Era un niño, un chaval de 16 años, 17 tal vez, no más. El contorno de su cara aún no había perdido la mullida blandura de la infancia, los pómulos romos, recubiertos de piel tersa, la barbilla redonda, como los granos que tapizaban la base de su nariz, el contorno de sus labios. Era un niño y estaba muerto porque alguien lo había matado con un cuchillo, pensó, o una navaja. Alguien, seguramente un muchacho no mucho mayor que él. El portero no se consideraba especialmente sensible, nunca se habría definido a sí mismo como un sentimental, pero aquella mañana, antes de darse cuenta de lo que hacía, se echó a llorar. Lloraba por el chaval que estaba muerto y lloraba también por su asesino, lloraba por dos padres, por dos madres, por su dolor y por su culpa, un sufrimiento vivo, que se extendería sin consuelo posible hasta el instante de la muerte de todos, también de la suya.

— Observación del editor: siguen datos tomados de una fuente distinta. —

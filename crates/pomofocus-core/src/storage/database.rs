//! SQLite-backed persistence.
//!
//! Provides:
//! - The dataset, stored as JSON in a key-value table
//! - Host state (persisted timer engine, active target) in the same table
//! - An append-only log of completed phases for daily statistics

use std::path::Path;
use std::str::FromStr;

use chrono::{DateTime, Utc};
use rusqlite::{params, Connection};
use serde::de::DeserializeOwned;
use serde::{Deserialize, Serialize};

use super::{data_dir, migrations, DataStore};
use crate::error::StorageError;
use crate::model::Dataset;
use crate::timer::TimerMode;

/// Key under which the dataset JSON is stored.
pub const DATASET_KEY: &str = "dataset";

/// One completed phase.
#[derive(Debug, Clone, PartialEq, Eq, Serialize, Deserialize)]
pub struct PhaseRecord {
    pub id: i64,
    pub mode: TimerMode,
    pub duration_secs: u64,
    pub project_id: Option<String>,
    pub subtask_id: Option<String>,
    pub completed_at: DateTime<Utc>,
}

/// Aggregated phase history.
#[derive(Debug, Clone, Copy, Default, PartialEq, Eq, Serialize, Deserialize)]
pub struct PhaseTotals {
    pub work_phases: u64,
    pub work_secs: u64,
    pub break_phases: u64,
    pub break_secs: u64,
}

/// SQLite database for dataset storage.
pub struct Database {
    conn: Connection,
}

impl Database {
    /// Open the database at `<data dir>/pomofocus.db`.
    ///
    /// Creates the database file and schema if they don't exist.
    ///
    /// # Errors
    /// Returns an error if the database cannot be opened or migrated.
    pub fn open() -> Result<Self, StorageError> {
        Self::open_at(&data_dir()?.join("pomofocus.db"))
    }

    /// Open (or create) the database file at `path`.
    pub fn open_at(path: &Path) -> Result<Self, StorageError> {
        let conn = Connection::open(path).map_err(|source| StorageError::OpenFailed {
            path: path.to_path_buf(),
            source,
        })?;
        let db = Self { conn };
        migrations::migrate(&db.conn)?;
        Ok(db)
    }

    /// Open an in-memory database.
    pub fn open_memory() -> Result<Self, StorageError> {
        let conn = Connection::open_in_memory()?;
        let db = Self { conn };
        migrations::migrate(&db.conn)?;
        Ok(db)
    }

    /// Get a value from the kv store.
    pub fn kv_get(&self, key: &str) -> Result<Option<String>, rusqlite::Error> {
        let mut stmt = self.conn.prepare("SELECT value FROM kv WHERE key = ?1")?;
        let result = stmt.query_row(params![key], |row| row.get::<_, String>(0));
        match result {
            Ok(v) => Ok(Some(v)),
            Err(rusqlite::Error::QueryReturnedNoRows) => Ok(None),
            Err(e) => Err(e),
        }
    }

    /// Set a value in the kv store.
    pub fn kv_set(&self, key: &str, value: &str) -> Result<(), rusqlite::Error> {
        self.conn.execute(
            "INSERT OR REPLACE INTO kv (key, value) VALUES (?1, ?2)",
            params![key, value],
        )?;
        Ok(())
    }

    /// Remove a key from the kv store.
    pub fn kv_delete(&self, key: &str) -> Result<(), rusqlite::Error> {
        self.conn
            .execute("DELETE FROM kv WHERE key = ?1", params![key])?;
        Ok(())
    }

    /// Read a JSON value from the kv store.
    pub fn get_json<T: DeserializeOwned>(&self, key: &str) -> Result<Option<T>, StorageError> {
        match self.kv_get(key)? {
            Some(json) => Ok(Some(serde_json::from_str(&json)?)),
            None => Ok(None),
        }
    }

    /// Write a JSON value to the kv store.
    pub fn set_json<T: Serialize>(&self, key: &str, value: &T) -> Result<(), StorageError> {
        let json = serde_json::to_string(value)?;
        self.kv_set(key, &json)?;
        Ok(())
    }

    /// Append a completed phase to the history.
    pub fn record_phase(
        &self,
        mode: TimerMode,
        duration_secs: u64,
        project_id: Option<&str>,
        subtask_id: Option<&str>,
        completed_at: DateTime<Utc>,
    ) -> Result<i64, rusqlite::Error> {
        self.conn.execute(
            "INSERT INTO phase_log (mode, duration_secs, project_id, subtask_id, completed_at)
             VALUES (?1, ?2, ?3, ?4, ?5)",
            params![
                mode.as_str(),
                i64::try_from(duration_secs).unwrap_or(i64::MAX),
                project_id,
                subtask_id,
                completed_at.to_rfc3339(),
            ],
        )?;
        Ok(self.conn.last_insert_rowid())
    }

    /// Phases completed at or after `since`, oldest first.
    pub fn phases_since(&self, since: DateTime<Utc>) -> Result<Vec<PhaseRecord>, StorageError> {
        let mut stmt = self.conn.prepare(
            "SELECT id, mode, duration_secs, project_id, subtask_id, completed_at
             FROM phase_log
             WHERE completed_at >= ?1
             ORDER BY completed_at, id",
        )?;
        let rows = stmt.query_map(params![since.to_rfc3339()], |row| {
            Ok((
                row.get::<_, i64>(0)?,
                row.get::<_, String>(1)?,
                row.get::<_, i64>(2)?,
                row.get::<_, Option<String>>(3)?,
                row.get::<_, Option<String>>(4)?,
                row.get::<_, String>(5)?,
            ))
        })?;

        let mut records = Vec::new();
        for row in rows {
            let (id, mode, duration_secs, project_id, subtask_id, completed_at) = row?;
            let Ok(mode) = TimerMode::from_str(&mode) else {
                tracing::warn!(id, mode = %mode, "skipping phase_log row with unknown mode");
                continue;
            };
            let completed_at = DateTime::parse_from_rfc3339(&completed_at)
                .map_err(|e| StorageError::Rejected(format!("phase_log row {id}: {e}")))?
                .with_timezone(&Utc);
            records.push(PhaseRecord {
                id,
                mode,
                duration_secs: u64::try_from(duration_secs).unwrap_or(0),
                project_id,
                subtask_id,
                completed_at,
            });
        }
        Ok(records)
    }

    /// Totals of phases completed at or after `since`.
    pub fn phase_totals_since(&self, since: DateTime<Utc>) -> Result<PhaseTotals, StorageError> {
        let totals = self
            .phases_since(since)?
            .into_iter()
            .fold(PhaseTotals::default(), |mut acc, record| {
                if record.mode.is_break() {
                    acc.break_phases += 1;
                    acc.break_secs += record.duration_secs;
                } else {
                    acc.work_phases += 1;
                    acc.work_secs += record.duration_secs;
                }
                acc
            });
        Ok(totals)
    }
}

impl DataStore for Database {
    fn load(&self) -> Result<Option<Dataset>, StorageError> {
        self.get_json(DATASET_KEY)
    }

    fn save(&self, dataset: &Dataset) -> Result<(), StorageError> {
        self.set_json(DATASET_KEY, dataset)
    }
}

El portero pensó en sus hijos, el mayor, buen estudiante, responsable, que no había dado ni un disgusto hasta que dejó a su novia embarazada y colgó la carrera; la pequeña, un desastre, respondona, rebelde, alérgica a ir a clase hasta que se enderezó ella sola, al mismo tiempo que se desparramaba su hermano. Los dos estaban bien, estaban vivos. Ninguno entendió por qué los llamaba al móvil un sábado, a las siete y media de la mañana, para decirles que les quería mucho, pero sólo después de escuchar sus voces atónitas, borrachas de sueño, su padre tuvo fuerzas para llamar a la policía.